* _Extracted material_
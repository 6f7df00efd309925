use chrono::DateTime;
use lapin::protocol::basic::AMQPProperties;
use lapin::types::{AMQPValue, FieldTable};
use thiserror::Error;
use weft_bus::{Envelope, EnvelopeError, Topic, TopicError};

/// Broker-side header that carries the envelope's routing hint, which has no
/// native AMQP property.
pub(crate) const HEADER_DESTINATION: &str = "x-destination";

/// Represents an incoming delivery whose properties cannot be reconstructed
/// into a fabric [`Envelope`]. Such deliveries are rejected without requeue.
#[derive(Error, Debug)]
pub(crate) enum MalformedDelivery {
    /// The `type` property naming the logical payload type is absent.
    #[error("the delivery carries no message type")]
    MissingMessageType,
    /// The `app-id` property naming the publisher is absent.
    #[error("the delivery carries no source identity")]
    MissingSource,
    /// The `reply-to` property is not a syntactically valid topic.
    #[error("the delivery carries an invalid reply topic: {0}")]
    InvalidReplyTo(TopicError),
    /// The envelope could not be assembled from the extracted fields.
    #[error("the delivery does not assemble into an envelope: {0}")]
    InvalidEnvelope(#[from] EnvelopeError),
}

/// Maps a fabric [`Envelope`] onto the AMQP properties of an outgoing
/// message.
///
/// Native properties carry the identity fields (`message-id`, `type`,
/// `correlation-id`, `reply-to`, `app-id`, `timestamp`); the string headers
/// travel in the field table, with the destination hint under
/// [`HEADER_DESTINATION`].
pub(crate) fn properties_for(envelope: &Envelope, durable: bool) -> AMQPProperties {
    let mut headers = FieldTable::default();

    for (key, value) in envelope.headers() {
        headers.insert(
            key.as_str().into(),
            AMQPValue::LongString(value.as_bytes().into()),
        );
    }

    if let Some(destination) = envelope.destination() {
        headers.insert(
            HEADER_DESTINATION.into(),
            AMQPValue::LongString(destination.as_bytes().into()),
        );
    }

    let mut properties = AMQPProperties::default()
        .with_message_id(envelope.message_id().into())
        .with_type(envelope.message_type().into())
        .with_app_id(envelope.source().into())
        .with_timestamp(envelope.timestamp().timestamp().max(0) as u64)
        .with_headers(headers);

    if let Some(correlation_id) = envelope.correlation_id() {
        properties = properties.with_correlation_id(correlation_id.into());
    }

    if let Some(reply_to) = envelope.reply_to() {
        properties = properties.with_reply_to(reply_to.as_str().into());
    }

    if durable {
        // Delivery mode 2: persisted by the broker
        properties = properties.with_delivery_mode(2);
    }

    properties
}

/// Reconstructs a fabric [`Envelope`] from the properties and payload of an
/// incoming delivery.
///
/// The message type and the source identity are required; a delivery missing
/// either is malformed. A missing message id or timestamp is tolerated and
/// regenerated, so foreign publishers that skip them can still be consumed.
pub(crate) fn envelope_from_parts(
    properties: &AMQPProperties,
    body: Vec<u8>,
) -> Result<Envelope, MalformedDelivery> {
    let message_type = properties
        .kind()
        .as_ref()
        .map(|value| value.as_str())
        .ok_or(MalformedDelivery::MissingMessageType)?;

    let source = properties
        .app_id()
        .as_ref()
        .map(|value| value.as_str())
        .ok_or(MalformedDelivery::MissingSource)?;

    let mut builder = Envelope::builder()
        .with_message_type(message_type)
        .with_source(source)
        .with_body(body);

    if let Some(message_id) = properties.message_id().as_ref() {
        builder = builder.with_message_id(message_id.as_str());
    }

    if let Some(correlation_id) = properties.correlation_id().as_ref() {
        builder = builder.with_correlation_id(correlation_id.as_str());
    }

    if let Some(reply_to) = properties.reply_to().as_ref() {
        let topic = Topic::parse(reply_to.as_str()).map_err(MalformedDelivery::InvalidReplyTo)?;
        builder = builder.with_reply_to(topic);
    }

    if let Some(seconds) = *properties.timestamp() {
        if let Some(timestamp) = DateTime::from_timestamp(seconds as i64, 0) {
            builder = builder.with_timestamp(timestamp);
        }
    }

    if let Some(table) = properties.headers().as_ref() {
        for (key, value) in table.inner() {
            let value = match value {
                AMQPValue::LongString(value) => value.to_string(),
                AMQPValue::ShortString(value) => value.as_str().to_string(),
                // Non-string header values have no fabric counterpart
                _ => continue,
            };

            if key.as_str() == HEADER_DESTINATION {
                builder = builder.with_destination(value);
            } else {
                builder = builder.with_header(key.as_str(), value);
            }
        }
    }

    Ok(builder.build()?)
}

* _Task details_
Restate the entries above word for word.

* _Reply_
repository 6f7df00efd309925
use chrono::DateTime;
use lapin::protocol::basic::AMQPProperties;
use lapin::types::{AMQPValue, FieldTable};
use thiserror::Error;
use weft_bus::{Envelope, EnvelopeError, Topic, TopicError};

/// Broker-side header that carries the envelope's routing hint, which has no
/// native AMQP property.
pub(crate) const HEADER_DESTINATION: &str = "x-destination";

/// Represents an incoming delivery whose properties cannot be reconstructed
/// into a fabric [`Envelope`]. Such deliveries are rejected without requeue.
#[derive(Error, Debug)]
pub(crate) enum MalformedDelivery {
    /// The `type` property naming the logical payload type is absent.
    #[error("the delivery carries no message type")]
    MissingMessageType,
    /// The `app-id` property naming the publisher is absent.
    #[error("the delivery carries no source identity")]
    MissingSource,
    /// The `reply-to` property is not a syntactically valid topic.
    #[error("the delivery carries an invalid reply topic: {0}")]
    InvalidReplyTo(TopicError),
    /// The envelope could not be assembled from the extracted fields.
    #[error("the delivery does not assemble into an envelope: {0}")]
    InvalidEnvelope(#[from] EnvelopeError),
}

/// Maps a fabric [`Envelope`] onto the AMQP properties of an outgoing
/// message.
///
/// Native properties carry the identity fields (`message-id`, `type`,
/// `correlation-id`, `reply-to`, `app-id`, `timestamp`); the string headers
/// travel in the field table, with the destination hint under
/// [`HEADER_DESTINATION`].
pub(crate) fn properties_for(envelope: &Envelope, durable: bool) -> AMQPProperties {
    let mut headers = FieldTable::default();

    for (key, value) in envelope.headers() {
        headers.insert(
            key.as_str().into(),
            AMQPValue::LongString(value.as_bytes().into()),
        );
    }

    if let Some(destination) = envelope.destination() {
        headers.insert(
            HEADER_DESTINATION.into(),
            AMQPValue::LongString(destination.as_bytes().into()),
        );
    }

    let mut properties = AMQPProperties::default()
        .with_message_id(envelope.message_id().into())
        .with_type(envelope.message_type().into())
        .with_app_id(envelope.source().into())
        .with_timestamp(envelope.timestamp().timestamp().max(0) as u64)
        .with_headers(headers);

    if let Some(correlation_id) = envelope.correlation_id() {
        properties = properties.with_correlation_id(correlation_id.into());
    }

    if let Some(reply_to) = envelope.reply_to() {
        properties = properties.with_reply_to(reply_to.as_str().into());
    }

    if durable {
        // Delivery mode 2: persisted by the broker
        properties = properties.with_delivery_mode(2);
    }

    properties
}

/// Reconstructs a fabric [`Envelope`] from the properties and payload of an
/// incoming delivery.
///
/// The message type and the source identity are required; a delivery missing
/// either is malformed. A missing message id or timestamp is tolerated and
/// regenerated, so foreign publishers that skip them can still be consumed.
pub(crate) fn envelope_from_parts(
    properties: &AMQPProperties,
    body: Vec<u8>,
) -> Result<Envelope, MalformedDelivery> {
    let message_type = properties
        .kind()
        .as_ref()
        .map(|value| value.as_str())
        .ok_or(MalformedDelivery::MissingMessageType)?;

    let source = properties
        .app_id()
        .as_ref()
        .map(|value| value.as_str())
        .ok_or(MalformedDelivery::MissingSource)?;

    let mut builder = Envelope::builder()
        .with_message_type(message_type)
        .with_source(source)
        .with_body(body);

    if let Some(message_id) = properties.message_id().as_ref() {
        builder = builder.with_message_id(message_id.as_str());
    }

    if let Some(correlation_id) = properties.correlation_id().as_ref() {
        builder = builder.with_correlation_id(correlation_id.as_str());
    }

    if let Some(reply_to) = properties.reply_to().as_ref() {
        let topic = Topic::parse(reply_to.as_str()).map_err(MalformedDelivery::InvalidReplyTo)?;
        builder = builder.with_reply_to(topic);
    }

    if let Some(seconds) = *properties.timestamp() {
        if let Some(timestamp) = DateTime::from_timestamp(seconds as i64, 0) {
            builder = builder.with_timestamp(timestamp);
        }
    }

    if let Some(table) = properties.headers().as_ref() {
        for (key, value) in table.inner() {
            let value = match value {
                AMQPValue::LongString(value) => value.to_string(),
                AMQPValue::ShortString(value) => value.as_str().to_string(),
                // Non-string header values have no fabric counterpart
                _ => continue,
            };

            if key.as_str() == HEADER_DESTINATION {
                builder = builder.with_destination(value);
            } else {
                builder = builder.with_header(key.as_str(), value);
            }
        }
    }

    Ok(builder.build()?)
}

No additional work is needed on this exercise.